[Source information Boundary: Start]

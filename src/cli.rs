//! `clap`-derived argument parsing for the `mnemonic-sss` binary.
//!
//! Implements the surface the shipped tool exposes: `split | recover |
//! generate` subcommands, `--quorum`/`--total` sized and range-checked
//! through the domain newtypes at parse time, and `--word`/`--mode` for the
//! interactive prompt flavor. Shaped after the teacher's `Cli`/`Commands`
//! pair, with the flags' own validators delegating to the domain layer
//! instead of hand-rolled range checks.

use clap::{Parser, Subcommand, ValueEnum};

use crate::domain::{ShareCount, Threshold};
use crate::input::{EntryMode, WordLength};

fn validate_threshold(s: &str) -> Result<Threshold, String> {
    let value: u8 = s.parse().map_err(|_| format!("'{s}' is not a valid number"))?;
    Threshold::new(value).map_err(|e| e.to_string())
}

fn validate_share_count(s: &str) -> Result<ShareCount, String> {
    let value: u8 = s.parse().map_err(|_| format!("'{s}' is not a valid number"))?;
    ShareCount::new(value).map_err(|e| e.to_string())
}

/// `--word short|long`: whether typed words are 4-character abbreviations
/// or spelled out in full.
#[derive(Debug, Clone, Copy, PartialEq, Eq, ValueEnum)]
pub enum WordArg {
    Short,
    Long,
}

impl From<WordArg> for WordLength {
    fn from(value: WordArg) -> Self {
        match value {
            WordArg::Short => WordLength::Short,
            WordArg::Long => WordLength::Long,
        }
    }
}

/// `--mode word|phrase`: word-by-word prompting or one line per mnemonic.
#[derive(Debug, Clone, Copy, PartialEq, Eq, ValueEnum)]
pub enum ModeArg {
    Word,
    Phrase,
}

impl From<ModeArg> for EntryMode {
    fn from(value: ModeArg) -> Self {
        match value {
            ModeArg::Word => EntryMode::Word,
            ModeArg::Phrase => EntryMode::Phrase,
        }
    }
}

#[derive(Parser)]
#[command(name = "mnemonic-sss")]
#[command(about = "Shamir Secret Sharing over 24-word BIP-39 mnemonics")]
pub struct Cli {
    #[command(subcommand)]
    pub command: Commands,
}

#[derive(Subcommand)]
pub enum Commands {
    /// Split a master mnemonic into shares.
    Split {
        /// Minimum number of shares needed to reconstruct (2..total).
        #[arg(long, value_parser = validate_threshold)]
        quorum: Threshold,

        /// Total number of shares to create (2..=20).
        #[arg(long, value_parser = validate_share_count)]
        total: ShareCount,

        /// Whether to type words as 4-character abbreviations or in full.
        #[arg(long, value_enum, default_value_t = WordArg::Short)]
        word: WordArg,

        /// Whether to enter mnemonics word-by-word or as one line.
        #[arg(long, value_enum, default_value_t = ModeArg::Word)]
        mode: ModeArg,
    },
    /// Recover the master mnemonic from a quorum of shares.
    Recover {
        /// Number of shares that will be supplied (2..=20).
        #[arg(long, value_parser = validate_threshold)]
        quorum: Threshold,

        /// Whether to type words as 4-character abbreviations or in full.
        #[arg(long, value_enum, default_value_t = WordArg::Short)]
        word: WordArg,

        /// Whether to enter mnemonics word-by-word or as one line.
        #[arg(long, value_enum, default_value_t = ModeArg::Word)]
        mode: ModeArg,
    },
    /// Generate a fresh random master mnemonic.
    Generate,
}
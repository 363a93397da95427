//! Property-based tests for mnemonic-sss.
//!
//! This test suite uses quickcheck to verify correctness across random
//! inputs: random entropy/mnemonics, BigInt arithmetic, and arbitrary valid
//! (threshold, share_count) configurations.
//!
//! Run with: cargo test --test proptests

#[path = "proptests/bip39.rs"]
mod bip39;

#[path = "proptests/split_combine.rs"]
mod split_combine;
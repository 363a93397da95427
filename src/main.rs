use anyhow::Result;
use clap::Parser;

use mnemonic_sss::cli::{Cli, Commands};
use mnemonic_sss::commands;
use mnemonic_sss::domain::SplitConfig;

fn main() -> Result<()> {
    env_logger::init();

    let cli = Cli::parse();
    let stdin = std::io::stdin();
    let mut reader = stdin.lock();
    let mut writer = std::io::stdout();

    match cli.command {
        Commands::Split {
            quorum,
            total,
            word,
            mode,
        } => {
            let config = SplitConfig::new(quorum, total)?;
            commands::split(&mut reader, &mut writer, config, mode.into(), word.into())?;
        }
        Commands::Recover { quorum, word, mode } => {
            commands::recover(&mut reader, &mut writer, quorum, mode.into(), word.into())?;
        }
        Commands::Generate => {
            commands::generate()?;
        }
    }

    Ok(())
}
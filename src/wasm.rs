//! WASM bindings for mnemonic-sss.
//!
//! Mirrors the teacher's `wasm.rs` shape (panic hook, `wee_alloc` on
//! `wasm32`, `serde_json`-serialized results) over the three facade
//! operations: `wasm_generate`, `wasm_split`, `wasm_recover`.

use serde::{Deserialize, Serialize};
use wasm_bindgen::prelude::*;

use crate::bip39::{self, WORD_COUNT};
use crate::domain::{ShareCount, ShareIndex, SplitConfig, Threshold};
use crate::facade::{self, Mnemonic, ShareSet};

/// Initialize panic hook for better error messages in the browser console.
#[wasm_bindgen(start)]
pub fn init() {
    console_error_panic_hook::set_once();
}

/// Use wee_alloc as the global allocator for smaller WASM binary size.
#[cfg(target_arch = "wasm32")]
#[global_allocator]
static ALLOC: wee_alloc::WeeAlloc = wee_alloc::WeeAlloc::INIT;

/// One share, as exchanged over the JSON boundary.
#[derive(Serialize, Deserialize)]
pub struct JsShare {
    pub index: u8,
    pub mnemonic: String,
}

/// Result of a split operation.
#[derive(Serialize, Deserialize)]
pub struct SplitResult {
    pub shares: Vec<JsShare>,
    pub share_count: u8,
    pub threshold: u8,
}

fn parse_mnemonic(words: &str) -> Result<Mnemonic, JsValue> {
    let tokens: Vec<&str> = words.split_whitespace().collect();
    if tokens.len() != WORD_COUNT {
        return Err(JsValue::from_str(&format!(
            "expected {WORD_COUNT} words, got {}",
            tokens.len()
        )));
    }
    let mut result = [""; WORD_COUNT];
    for (slot, token) in result.iter_mut().zip(tokens.iter()) {
        let normalized = token.trim().to_lowercase();
        let idx = bip39::word_index(&normalized)
            .ok_or_else(|| JsValue::from_str(&format!("word not in wordlist: {normalized}")))?;
        *slot = crate::wordlist::WORDLIST[idx as usize];
    }
    Ok(result)
}

fn format_mnemonic(words: &Mnemonic) -> String {
    words.join(" ")
}

/// Generates a fresh random master mnemonic.
#[wasm_bindgen]
pub fn wasm_generate() -> Result<String, JsValue> {
    let words = facade::generate().map_err(|e| JsValue::from_str(&format!("generate failed: {e}")))?;
    Ok(format_mnemonic(&words))
}

/// Splits `mnemonic` into `total` shares, `threshold` of which suffice to
/// recover it. Returns a JSON-encoded [`SplitResult`].
#[wasm_bindgen]
pub fn wasm_split(mnemonic: &str, total: u8, threshold: u8) -> Result<String, JsValue> {
    let threshold_obj =
        Threshold::new(threshold).map_err(|e| JsValue::from_str(&format!("invalid threshold: {e}")))?;
    let share_count =
        ShareCount::new(total).map_err(|e| JsValue::from_str(&format!("invalid share count: {e}")))?;
    let config = SplitConfig::new(threshold_obj, share_count)
        .map_err(|e| JsValue::from_str(&format!("invalid configuration: {e}")))?;

    let words = parse_mnemonic(mnemonic)?;
    let shares = facade::split(&words, config).map_err(|e| JsValue::from_str(&format!("split failed: {e}")))?;

    let result = SplitResult {
        shares: shares
            .into_iter()
            .map(|(index, mnemonic)| JsShare {
                index: *index,
                mnemonic: format_mnemonic(&mnemonic),
            })
            .collect(),
        share_count: total,
        threshold,
    };

    serde_json::to_string(&result).map_err(|e| JsValue::from_str(&format!("serialization failed: {e}")))
}

/// Recovers the master mnemonic from a JSON array of `{index, mnemonic}`
/// shares (order preserved: the first `threshold` entries are used).
#[wasm_bindgen]
pub fn wasm_recover(shares_json: &str, threshold: u8) -> Result<String, JsValue> {
    let threshold_obj =
        Threshold::new(threshold).map_err(|e| JsValue::from_str(&format!("invalid threshold: {e}")))?;

    let js_shares: Vec<JsShare> = serde_json::from_str(shares_json)
        .map_err(|e| JsValue::from_str(&format!("invalid shares JSON: {e}")))?;

    let mut shares: ShareSet = Vec::with_capacity(js_shares.len());
    for js_share in js_shares {
        let index = ShareIndex::new(js_share.index)
            .map_err(|e| JsValue::from_str(&format!("invalid share index: {e}")))?;
        let words = parse_mnemonic(&js_share.mnemonic)?;
        shares.push((index, words));
    }

    let recovered = facade::recover(&shares, threshold_obj)
        .map_err(|e| JsValue::from_str(&format!("recover failed: {e}")))?;
    Ok(format_mnemonic(&recovered))
}

#[cfg(test)]
mod tests {
    use super::*;

    #[test]
    fn wasm_split_and_recover_round_trip() {
        let mnemonic = wasm_generate().unwrap();

        let split_json = wasm_split(&mnemonic, 5, 3).unwrap();
        let data: SplitResult = serde_json::from_str(&split_json).unwrap();
        assert_eq!(data.shares.len(), 5);
        assert_eq!(data.share_count, 5);
        assert_eq!(data.threshold, 3);

        let selected = serde_json::to_string(&data.shares[0..3]).unwrap();
        let recovered = wasm_recover(&selected, 3).unwrap();
        assert_eq!(recovered, mnemonic);
    }

    #[test]
    fn wasm_split_rejects_invalid_threshold() {
        let mnemonic = wasm_generate().unwrap();
        assert!(wasm_split(&mnemonic, 5, 1).is_err());
    }

    #[test]
    fn wasm_split_rejects_invalid_mnemonic() {
        assert!(wasm_split("invalid mnemonic words", 5, 3).is_err());
    }

    #[test]
    fn wasm_recover_rejects_insufficient_shares() {
        let mnemonic = wasm_generate().unwrap();
        let split_json = wasm_split(&mnemonic, 5, 3).unwrap();
        let data: SplitResult = serde_json::from_str(&split_json).unwrap();

        let selected = serde_json::to_string(&data.shares[0..2]).unwrap();
        assert!(wasm_recover(&selected, 3).is_err());
    }
}
//! The three mnemonic-in / mnemonic-out operations the rest of this crate
//! exists to provide: `generate`, `split`, `recover`. Composes
//! [`crate::bip39`] (encode/decode) with [`crate::shamir`] (the field
//! arithmetic) so neither the CLI nor the WASM bindings ever touch a
//! [`crate::bigint::BigUint`] directly.

use zeroize::Zeroize;

use crate::bigint::BigUint;
use crate::bip39;
use crate::domain::{ShareIndex, SplitConfig, Threshold};
use crate::error::{CoreError, Result};
use crate::shamir::{self, Share};

/// A 24-word phrase, either a master secret or one share.
pub type Mnemonic = [&'static str; bip39::WORD_COUNT];

/// An ordered collection of `(share index, share mnemonic)` pairs.
///
/// The recover algorithm's contract (spec.md §4.4, §9) is to use exactly
/// the first `k` entries *in the order given*, not sorted by index — a
/// `HashMap`/`BTreeMap` cannot express that, so this crate represents a
/// share set as an ordered `Vec` of pairs instead of a true map.
pub type ShareSet = Vec<(ShareIndex, Mnemonic)>;

const GENERATE_MAX_ATTEMPTS: usize = shamir::MAX_ITERATIONS;

/// Draws a fresh random 256-bit secret and encodes it as a mnemonic.
///
/// Mirrors `create_secret` in the reference implementation: draw uniform in
/// `[0, P)`, reject and redraw if the result exceeds 256 bits.
///
/// # Errors
/// [`CoreError::RandomnessFailure`] if the OS RNG fails, or no acceptable
/// value is drawn within [`GENERATE_MAX_ATTEMPTS`] tries (astronomically
/// unlikely, since `P` exceeds `2^256` by a small margin).
pub fn generate() -> Result<Mnemonic> {
    for _ in 0..GENERATE_MAX_ATTEMPTS {
        let candidate = BigUint::rand_range(shamir::prime())?;
        if candidate.bit_len() <= 256 {
            let mut entropy = candidate.to_bytes_be(32)?;
            let words = bip39::encode(
                entropy
                    .as_slice()
                    .try_into()
                    .expect("to_bytes_be(32) returns exactly 32 bytes"),
            );
            entropy.zeroize();
            return Ok(words);
        }
    }
    Err(CoreError::RandomnessFailure(
        "could not draw a secret under 256 bits within the iteration cap".into(),
    ))
}

/// Splits `mnemonic` into `config.share_count()` shares, `config.threshold()`
/// of which suffice to recover it, returned in ascending `x` order.
///
/// # Errors
/// [`CoreError::InvalidMnemonic`] if `mnemonic` fails checksum validation;
/// otherwise whatever [`shamir::split`] returns.
pub fn split(mnemonic: &Mnemonic, config: SplitConfig) -> Result<ShareSet> {
    let mut entropy = bip39::decode(mnemonic)?;
    let secret = BigUint::from_bytes_be(&entropy);
    entropy.zeroize();

    let shares = shamir::split(&secret, config)?;

    let mut result = Vec::with_capacity(shares.len());
    for Share { x, mut y } in shares {
        let mut y_bytes = y.to_bytes_be(32)?;
        let words = bip39::encode(
            y_bytes
                .as_slice()
                .try_into()
                .expect("to_bytes_be(32) returns exactly 32 bytes"),
        );
        y_bytes.zeroize();
        y.zeroize();
        result.push((x, words));
    }
    Ok(result)
}

/// Recovers the original mnemonic from `shares`, using exactly the first
/// `threshold` entries in the order they appear in `shares`.
///
/// # Errors
/// [`CoreError::InvalidMnemonic`] if any of the first `threshold` shares
/// fails checksum validation; [`CoreError::InvalidArguments`] if fewer than
/// `threshold` shares are given or their `x` values are not distinct;
/// [`CoreError::ReconstructionFailure`] if the recovered value exceeds 256
/// bits.
pub fn recover(shares: &ShareSet, threshold: Threshold) -> Result<Mnemonic> {
    let k = *threshold as usize;
    if shares.len() < k {
        return Err(CoreError::InvalidArguments(format!(
            "need at least {k} shares to recover, got {}",
            shares.len()
        )));
    }

    let mut decoded = Vec::with_capacity(k);
    for (x, words) in shares.iter().take(k) {
        let mut y_bytes = bip39::decode(words)?;
        let y = BigUint::from_bytes_be(&y_bytes);
        y_bytes.zeroize();
        decoded.push(Share { x: *x, y });
    }

    let mut recovered = shamir::recover(&decoded, threshold)?;
    let mut entropy = recovered.to_bytes_be(32)?;
    recovered.zeroize();
    let words = bip39::encode(
        entropy
            .as_slice()
            .try_into()
            .expect("to_bytes_be(32) returns exactly 32 bytes"),
    );
    entropy.zeroize();
    Ok(words)
}

#[cfg(test)]
mod tests {
    use super::*;
    use crate::domain::ShareCount;

    fn config(k: u8, n: u8) -> SplitConfig {
        SplitConfig::new(Threshold::new(k).unwrap(), ShareCount::new(n).unwrap()).unwrap()
    }

    #[test]
    fn generate_produces_a_valid_mnemonic() {
        let words = generate().unwrap();
        assert!(bip39::is_valid(&words));
    }

    #[test]
    fn split_then_recover_round_trips() {
        let master = generate().unwrap();
        let shares = split(&master, config(3, 5)).unwrap();
        assert_eq!(shares.len(), 5);
        for (_, words) in &shares {
            assert!(bip39::is_valid(words));
        }

        let subset: ShareSet = vec![shares[0].clone(), shares[2].clone(), shares[4].clone()];
        let recovered = recover(&subset, Threshold::new(3).unwrap()).unwrap();
        assert_eq!(recovered, master);
    }

    #[test]
    fn split_rejects_invalid_master_mnemonic() {
        let mut bad = generate().unwrap();
        bad[0] = bad[1];
        assert!(split(&bad, config(2, 3)).is_err());
    }

    #[test]
    fn recover_rejects_invalid_share_mnemonic() {
        let master = generate().unwrap();
        let mut shares = split(&master, config(2, 3)).unwrap();
        shares[0].1[0] = shares[0].1[1];
        assert!(recover(&shares, Threshold::new(2).unwrap()).is_err());
    }

    #[test]
    fn recover_only_consults_the_first_k_entries_in_order() {
        let master = generate().unwrap();
        let shares = split(&master, config(2, 4)).unwrap();
        let mut ordered: ShareSet = vec![shares[0].clone(), shares[1].clone()];
        // A trailing bogus entry must not affect the outcome.
        ordered.push((ShareIndex::new(4).unwrap(), shares[3].1));
        let recovered = recover(&ordered, Threshold::new(2).unwrap()).unwrap();
        assert_eq!(recovered, master);
    }
}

[Source information Boundary: End]

- **What you are asked to do**
Please return each line of the listing above that contains "data".

- **Output for this task**
        let data: SplitResult = serde_json::from_str(&split_json).unwrap();
        assert_eq!(data.shares.len(), 5);
        assert_eq!(data.share_count, 5);
        assert_eq!(data.threshold, 3);
        let selected = serde_json::to_string(&data.shares[0..3]).unwrap();
        let data: SplitResult = serde_json::from_str(&split_json).unwrap();
        let selected = serde_json::to_string(&data.shares[0..2]).unwrap();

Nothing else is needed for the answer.